== DATASET ENTRIES ==
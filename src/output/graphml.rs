// GraphML generation
//
// Emits the element/relationship graph as GraphML with `name` and `kind`
// keys on nodes and a `kind` key on edges.

use crate::config::DiagramConfig;
use crate::diagram::DiagramModel;
use crate::model::{DiagramId, Relationship};

/// Render any diagram model as GraphML
pub fn generate(model: &DiagramModel, _config: &DiagramConfig) -> String {
    let (nodes, edges) = collect(model);

    let mut lines = vec![
        r#"<?xml version="1.0" encoding="UTF-8"?>"#.to_string(),
        r#"<graphml xmlns="http://graphml.graphdrawing.org/xmlns">"#.to_string(),
        r#"  <key id="name" for="node" attr.name="name" attr.type="string"/>"#.to_string(),
        r#"  <key id="kind" for="node" attr.name="kind" attr.type="string"/>"#.to_string(),
        r#"  <key id="relation" for="edge" attr.name="kind" attr.type="string"/>"#.to_string(),
        format!(
            r#"  <graph id="{}" edgedefault="directed">"#,
            escape(model.name())
        ),
    ];

    for (id, name, kind) in nodes {
        lines.push(format!(r#"    <node id="n{}">"#, id));
        lines.push(format!(r#"      <data key="name">{}</data>"#, escape(&name)));
        lines.push(format!(r#"      <data key="kind">{}</data>"#, kind));
        lines.push("    </node>".to_string());
    }

    for edge in edges {
        lines.push(format!(
            r#"    <edge source="n{}" target="n{}">"#,
            edge.source, edge.target
        ));
        lines.push(format!(
            r#"      <data key="relation">{}</data>"#,
            edge.kind
        ));
        lines.push("    </edge>".to_string());
    }

    lines.push("  </graph>".to_string());
    lines.push("</graphml>".to_string());
    let mut out = lines.join("\n");
    out.push('\n');
    out
}

type Node = (DiagramId, String, &'static str);

fn collect(model: &DiagramModel) -> (Vec<Node>, Vec<Relationship>) {
    match model {
        DiagramModel::Class(diagram) => {
            let root = diagram.root_namespace();
            let nodes = diagram
                .elements()
                .iter()
                .map(|c| (c.id(), c.display_name(root), c.kind.as_str()))
                .collect();
            (nodes, diagram.relationships().to_vec())
        }
        DiagramModel::Package(diagram) => {
            let root = diagram.root_namespace();
            let nodes = diagram
                .packages()
                .iter()
                .map(|p| {
                    (
                        p.id(),
                        p.element.display_name(root),
                        "package",
                    )
                })
                .collect();
            (nodes, diagram.relationships())
        }
        DiagramModel::Include(diagram) => {
            let nodes = diagram
                .files()
                .iter()
                .map(|f| (f.id, f.display_name.clone(), "file"))
                .collect();
            (nodes, diagram.relationships().to_vec())
        }
        DiagramModel::Sequence(diagram) => {
            // Participants become nodes, calls become edges
            let mut nodes: Vec<Node> = Vec::new();
            let mut edges = Vec::new();
            for activity in diagram.sequences().values() {
                let id = DiagramId::of(&activity.participant);
                if !nodes.iter().any(|(existing, _, _)| *existing == id) {
                    nodes.push((id, activity.participant.clone(), "participant"));
                }
                for message in &activity.messages {
                    let to = DiagramId::of(&message.to);
                    if !nodes.iter().any(|(existing, _, _)| *existing == to) {
                        nodes.push((to, message.to.clone(), "participant"));
                    }
                    edges.push(Relationship::new(
                        DiagramId::of(&message.from),
                        to,
                        crate::model::RelationshipKind::Dependency,
                    ));
                }
            }
            (nodes, edges)
        }
    }
}

fn escape(s: &str) -> String {
    s.replace('&', "&amp;")
        .replace('<', "&lt;")
        .replace('>', "&gt;")
        .replace('"', "&quot;")
}
// Package diagram end-to-end scenario: nested namespaces with a filtered
// detail namespace, rendered to PlantUML

mod common;

use common::*;
use draughtsman::config::{DiagramConfig, DiagramType};
use draughtsman::diagram::DiagramModel;
use draughtsman::engine::generate_diagram;
use draughtsman::filter::FilterBlock;
use draughtsman::frontend::ast::{Decl, QualType};
use draughtsman::model::{Access, DiagramId};
use draughtsman::output::{render, Generator};

fn fixture() -> (draughtsman::Config, draughtsman::frontend::StaticFrontend) {
    // namespace clanguml::t30001 { namespace A { namespace AAA {} }
    //                              namespace detail { class C; } }
    // A class in A references detail::C and std::vector
    let mut user = record("clanguml::t30001::A::B");
    user.fields.push(field(
        "c",
        QualType::record("clanguml::t30001::detail::C"),
        Access::Private,
    ));
    user.fields.push(field(
        "values",
        QualType::specialization("std::vector", []),
        Access::Private,
    ));
    user.fields.push(field(
        "leaf",
        QualType::record("clanguml::t30001::A::AAA::Leaf"),
        Access::Private,
    ));

    let units = vec![tu(
        "/project/src/t30001.cc",
        vec![namespace(
            "clanguml",
            vec![namespace(
                "clanguml::t30001",
                vec![
                    namespace(
                        "clanguml::t30001::A",
                        vec![
                            namespace(
                                "clanguml::t30001::A::AAA",
                                vec![Decl::Record(record("clanguml::t30001::A::AAA::Leaf"))],
                            ),
                            Decl::Record(user),
                        ],
                    ),
                    namespace(
                        "clanguml::t30001::detail",
                        vec![Decl::Record(record("clanguml::t30001::detail::C"))],
                    ),
                ],
            )],
        )],
    )];

    let diagram_config = DiagramConfig {
        r#type: DiagramType::Package,
        using_namespace: Some("clanguml::t30001".to_string()),
        include: FilterBlock {
            namespaces: vec!["clanguml::t30001".to_string()],
            ..Default::default()
        },
        exclude: FilterBlock {
            namespaces: vec!["clanguml::t30001::detail".to_string()],
            ..Default::default()
        },
        ..Default::default()
    };

    (config_with("t30001_package", diagram_config), frontend(units))
}

#[test]
fn test_package_filtering_and_rendering() {
    let (config, frontend) = fixture();
    let diagram_config = config.diagram("t30001_package").unwrap();

    let model = generate_diagram(
        "t30001_package",
        diagram_config,
        &config,
        &compdb(&["src/t30001.cc"]),
        &frontend,
    )
    .unwrap();

    let DiagramModel::Package(diagram) = &model else {
        panic!("expected package diagram");
    };

    assert!(diagram.should_include("clanguml::t30001::A"));
    assert!(!diagram.should_include("clanguml::t30001::detail::C"));
    assert!(!diagram.should_include("std::vector"));

    assert_eq!(model.name(), "t30001_package");

    let DiagramModel::Package(diagram) = &model else {
        unreachable!();
    };
    assert!(diagram.find("A").is_some());
    assert!(diagram.find("AAA").is_some());
    assert!(diagram.find("detail").is_none());

    // A depends on its nested AAA through the Leaf member; the excluded
    // detail and std namespaces contribute nothing
    let a = DiagramId::of("clanguml::t30001::A");
    let aaa = DiagramId::of("clanguml::t30001::A::AAA");
    let edges = diagram.relationships();
    assert!(edges.iter().any(|r| r.source == a && r.target == aaa));
    assert!(!edges
        .iter()
        .any(|r| r.target == DiagramId::of("clanguml::t30001::detail")));

    let puml = render(&model, Generator::Plantuml, &config, diagram_config).unwrap();
    assert!(puml.starts_with("@startuml"));
    assert!(puml.ends_with("@enduml\n"));
    assert!(puml.contains("package \"A\""));
    assert!(puml.contains("package \"AAA\""));
}

#[test]
fn test_package_output_is_deterministic() {
    let (config, frontend) = fixture();
    let diagram_config = config.diagram("t30001_package").unwrap();
    let db = compdb(&["src/t30001.cc"]);

    let first = {
        let model =
            generate_diagram("t30001_package", diagram_config, &config, &db, &frontend).unwrap();
        render(&model, Generator::Plantuml, &config, diagram_config).unwrap()
    };
    let second = {
        let model =
            generate_diagram("t30001_package", diagram_config, &config, &db, &frontend).unwrap();
        render(&model, Generator::Plantuml, &config, diagram_config).unwrap()
    };
    assert_eq!(first, second);
}
// Sequence diagram model
//
// Call sites are collected per caller activity, keyed by the caller's USR.
// Entry points from the configuration bootstrap the walk at generation time;
// an activity referenced by `to_usr` either is a key in `sequences`
// (a recursion target) or terminates the branch.

use serde::Serialize;
use std::collections::BTreeMap;
use std::path::PathBuf;

use crate::config::StartFrom;
use crate::filter::DiagramFilter;
use crate::model::Namespace;

/// Kind of sequence message
#[derive(Debug, Clone, Copy, PartialEq, Eq, Serialize)]
#[serde(rename_all = "snake_case")]
pub enum MessageKind {
    Call,
    Return,
    ConditionalEnter,
    ConditionalExit,
    LoopEnter,
    LoopExit,
}

/// A message between two participants
#[derive(Debug, Clone, PartialEq, Serialize)]
pub struct Message {
    /// Qualified participant the message originates from
    pub from: String,
    /// Qualified participant the message targets
    pub to: String,
    pub from_usr: String,
    pub to_usr: String,
    /// Rendered call, e.g. `aa()`
    pub name: String,
    pub return_type: String,
    pub kind: MessageKind,
}

impl Message {
    /// A control-flow marker scoped to one participant
    pub fn marker(participant: &str, usr: &str, kind: MessageKind) -> Self {
        Self {
            from: participant.to_string(),
            to: participant.to_string(),
            from_usr: usr.to_string(),
            to_usr: usr.to_string(),
            name: String::new(),
            return_type: String::new(),
            kind,
        }
    }
}

/// A participant's execution span, bounded by paired call/return messages
#[derive(Debug, Clone, PartialEq, Serialize)]
pub struct Activity {
    pub usr: String,
    /// Qualified participant name (record for methods, `f()` for free
    /// functions)
    pub participant: String,
    /// Qualified function name
    pub function: String,
    pub is_free_function: bool,
    pub is_lambda: bool,
    pub file: Option<PathBuf>,
    pub line: Option<u32>,
    pub messages: Vec<Message>,
}

impl Activity {
    pub fn new(usr: impl Into<String>, participant: impl Into<String>, function: impl Into<String>) -> Self {
        Self {
            usr: usr.into(),
            participant: participant.into(),
            function: function.into(),
            is_free_function: false,
            is_lambda: false,
            file: None,
            line: None,
            messages: Vec::new(),
        }
    }
}

/// The sequence diagram model
#[derive(Debug, Default, Serialize)]
pub struct SequenceDiagram {
    pub name: String,
    pub using_namespace: Namespace,
    /// Caller activity USR -> ordered messages
    sequences: BTreeMap<String, Activity>,
    #[serde(skip)]
    filter: DiagramFilter,
}

impl SequenceDiagram {
    pub fn new(name: impl Into<String>, using_namespace: Namespace, filter: DiagramFilter) -> Self {
        Self {
            name: name.into(),
            using_namespace,
            sequences: BTreeMap::new(),
            filter,
        }
    }

    pub fn filter(&self) -> &DiagramFilter {
        &self.filter
    }

    pub fn root_namespace(&self) -> &Namespace {
        &self.using_namespace
    }

    pub fn should_include(&self, qualified_name: &str) -> bool {
        self.filter.should_include(qualified_name)
    }

    /// Register an activity, keeping an existing one with its messages
    pub fn ensure_activity(&mut self, activity: Activity) -> &mut Activity {
        self.sequences
            .entry(activity.usr.clone())
            .or_insert(activity)
    }

    /// Append a message to the caller's activity
    pub fn add_message(&mut self, caller_usr: &str, message: Message) {
        if let Some(activity) = self.sequences.get_mut(caller_usr) {
            activity.messages.push(message);
        }
    }

    pub fn activity(&self, usr: &str) -> Option<&Activity> {
        self.sequences.get(usr)
    }

    pub fn sequences(&self) -> &BTreeMap<String, Activity> {
        &self.sequences
    }

    pub fn is_empty(&self) -> bool {
        self.sequences.is_empty()
    }

    /// Consume the diagram into its activities, for the merge phase
    pub fn into_sequences(self) -> BTreeMap<String, Activity> {
        self.sequences
    }

    /// Resolve the configured entry points, in configuration order
    ///
    /// A `start_from` entry matches by USR, by qualified function name
    /// (an optional trailing `()` is ignored), or by `file:line` source
    /// location. Entries that match nothing are skipped by the caller.
    pub fn entry_points(&self, start_from: &[StartFrom]) -> Vec<&Activity> {
        let mut out = Vec::new();
        for entry in start_from {
            for activity in self.sequences.values() {
                if self.matches_entry(entry, activity) && !out.iter().any(|a: &&Activity| a.usr == activity.usr) {
                    out.push(activity);
                }
            }
        }
        out
    }

    fn matches_entry(&self, entry: &StartFrom, activity: &Activity) -> bool {
        if let Some(usr) = &entry.usr {
            if activity.usr == *usr {
                return true;
            }
        }
        if let Some(function) = &entry.function {
            let wanted = function.trim_end_matches("()");
            let relative = Namespace::parse(&activity.function)
                .relative_to(&self.using_namespace)
                .to_string();
            if activity.function == wanted
                || relative == wanted
                || activity.function.ends_with(&format!("::{}", wanted))
            {
                return true;
            }
        }
        if let Some(location) = &entry.location {
            if let Some((file, line)) = location.rsplit_once(':') {
                if let (Some(activity_file), Some(activity_line), Ok(line)) =
                    (&activity.file, activity.line, line.parse::<u32>())
                {
                    if activity_file.ends_with(file) && activity_line == line {
                        return true;
                    }
                }
            }
        }
        false
    }

    /// Post-collection passes, applied in order: folding of repeated
    /// consecutive identical calls, grouping of free functions under their
    /// translation unit, inlining of lambda activities into their creators
    pub fn finalize(&mut self, fold_repeats: bool, combine_free_functions: bool, inline_lambdas: bool) {
        if fold_repeats {
            for activity in self.sequences.values_mut() {
                activity.messages.dedup_by(|a, b| {
                    a.kind == MessageKind::Call
                        && b.kind == MessageKind::Call
                        && a.to_usr == b.to_usr
                        && a.name == b.name
                });
            }
        }

        if combine_free_functions {
            let renames: BTreeMap<String, String> = self
                .sequences
                .values()
                .filter(|a| a.is_free_function && !a.is_lambda)
                .filter_map(|a| {
                    a.file.as_ref().map(|f| {
                        let participant = f
                            .file_name()
                            .map(|n| n.to_string_lossy().into_owned())
                            .unwrap_or_else(|| a.participant.clone());
                        (a.usr.clone(), participant)
                    })
                })
                .collect();

            for activity in self.sequences.values_mut() {
                if let Some(new_name) = renames.get(&activity.usr) {
                    activity.participant = new_name.clone();
                }
                for message in &mut activity.messages {
                    if let Some(new_name) = renames.get(&message.from_usr) {
                        message.from = new_name.clone();
                    }
                    if let Some(new_name) = renames.get(&message.to_usr) {
                        message.to = new_name.clone();
                    }
                }
            }
        }

        if inline_lambdas {
            self.inline_lambda_activities();
        }
    }

    /// Replace calls into lambda activities with the lambda's own messages,
    /// re-attributed to the creator participant
    fn inline_lambda_activities(&mut self) {
        let lambdas: BTreeMap<String, Vec<Message>> = self
            .sequences
            .iter()
            .filter(|(_, a)| a.is_lambda)
            .map(|(usr, a)| (usr.clone(), a.messages.clone()))
            .collect();

        for activity in self.sequences.values_mut() {
            if activity.is_lambda {
                continue;
            }
            let participant = activity.participant.clone();
            let usr = activity.usr.clone();
            let mut expanded = Vec::new();
            for message in activity.messages.drain(..) {
                if message.kind == MessageKind::Call {
                    if let Some(inner) = lambdas.get(&message.to_usr) {
                        for inner_message in inner {
                            let mut inlined = inner_message.clone();
                            inlined.from = participant.clone();
                            inlined.from_usr = usr.clone();
                            expanded.push(inlined);
                        }
                        continue;
                    }
                }
                expanded.push(message);
            }
            activity.messages = expanded;
        }

        self.sequences.retain(|_, a| !a.is_lambda);
    }
}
===
= ABOUT THIS TASK =
Which lines of the data contain the word "QualType"? Copy each one.

= SOLUTION FOR THIS TASK =
use draughtsman::frontend::ast::{Decl, QualType};
        QualType::record("clanguml::t30001::detail::C"),
        QualType::specialization("std::vector", []),
        QualType::record("clanguml::t30001::A::AAA::Leaf"),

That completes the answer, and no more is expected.